Saved entries:

Segment Open

//! Entity grid - two sparse cell layers over the visible grid
//!
//! Entity density is low (a handful of cells on a terminal-sized surface), so
//! each layer is a set of coordinates rather than a dense per-cell array.

use std::collections::HashSet;

use crate::types::{Layer, Pos};

/// One sparse boolean layer
#[derive(Debug, Clone, Default, PartialEq, Eq)]
pub struct CellLayer {
    cells: HashSet<Pos>,
}

impl CellLayer {
    pub fn new() -> Self {
        Self::default()
    }

    pub fn len(&self) -> usize {
        self.cells.len()
    }

    pub fn is_empty(&self) -> bool {
        self.cells.is_empty()
    }

    pub fn contains(&self, pos: Pos) -> bool {
        self.cells.contains(&pos)
    }

    /// Mark a cell. Returns false if it was already marked.
    pub fn insert(&mut self, pos: Pos) -> bool {
        self.cells.insert(pos)
    }

    /// Unmark a cell. Returns false if it was not marked.
    pub fn remove(&mut self, pos: Pos) -> bool {
        self.cells.remove(&pos)
    }

    pub fn clear(&mut self) {
        self.cells.clear();
    }

    pub fn retain(&mut self, f: impl FnMut(&Pos) -> bool) {
        self.cells.retain(f);
    }

    pub fn iter(&self) -> impl Iterator<Item = Pos> + '_ {
        self.cells.iter().copied()
    }

    /// Cells in row-major order, for stable rendering and assertions
    pub fn sorted_into(&self, out: &mut Vec<Pos>) {
        out.clear();
        out.extend(self.cells.iter().copied());
        out.sort_unstable_by_key(|p| (p.y, p.x));
    }
}

/// Danger zones and rescue targets
#[derive(Debug, Clone, Default, PartialEq, Eq)]
pub struct EntityGrid {
    danger_zones: CellLayer,
    rescue_targets: CellLayer,
}

impl EntityGrid {
    pub fn new() -> Self {
        Self::default()
    }

    pub fn danger_zones(&self) -> &CellLayer {
        &self.danger_zones
    }

    pub fn rescue_targets(&self) -> &CellLayer {
        &self.rescue_targets
    }

    pub fn layer(&self, layer: Layer) -> &CellLayer {
        match layer {
            Layer::DangerZone => &self.danger_zones,
            Layer::RescueTarget => &self.rescue_targets,
        }
    }

    pub fn layer_mut(&mut self, layer: Layer) -> &mut CellLayer {
        match layer {
            Layer::DangerZone => &mut self.danger_zones,
            Layer::RescueTarget => &mut self.rescue_targets,
        }
    }

    pub fn is_danger(&self, pos: Pos) -> bool {
        self.danger_zones.contains(pos)
    }

    pub fn is_rescue(&self, pos: Pos) -> bool {
        self.rescue_targets.contains(pos)
    }

    /// Whether either layer marks this cell
    pub fn is_occupied(&self, pos: Pos) -> bool {
        self.is_danger(pos) || self.is_rescue(pos)
    }

    /// Drop rescue targets that sit under a danger zone or fail `keep`
    pub fn prune_rescue_targets(&mut self, keep: impl Fn(Pos) -> bool) {
        let dangers = &self.danger_zones;
        self.rescue_targets
            .retain(|p| keep(*p) && !dangers.contains(*p));
    }

    /// Whether some cell is marked on both layers
    pub fn has_overlap(&self) -> bool {
        let (small, large) = if self.danger_zones.len() <= self.rescue_targets.len() {
            (&self.danger_zones, &self.rescue_targets)
        } else {
            (&self.rescue_targets, &self.danger_zones)
        };
        small.iter().any(|p| large.contains(p))
    }
}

Segment Closed

= Exercise prompt =
Work out how many lines in the entries hold the string "HashSet". Your answer should consist solely of that number.

= Finished task =
2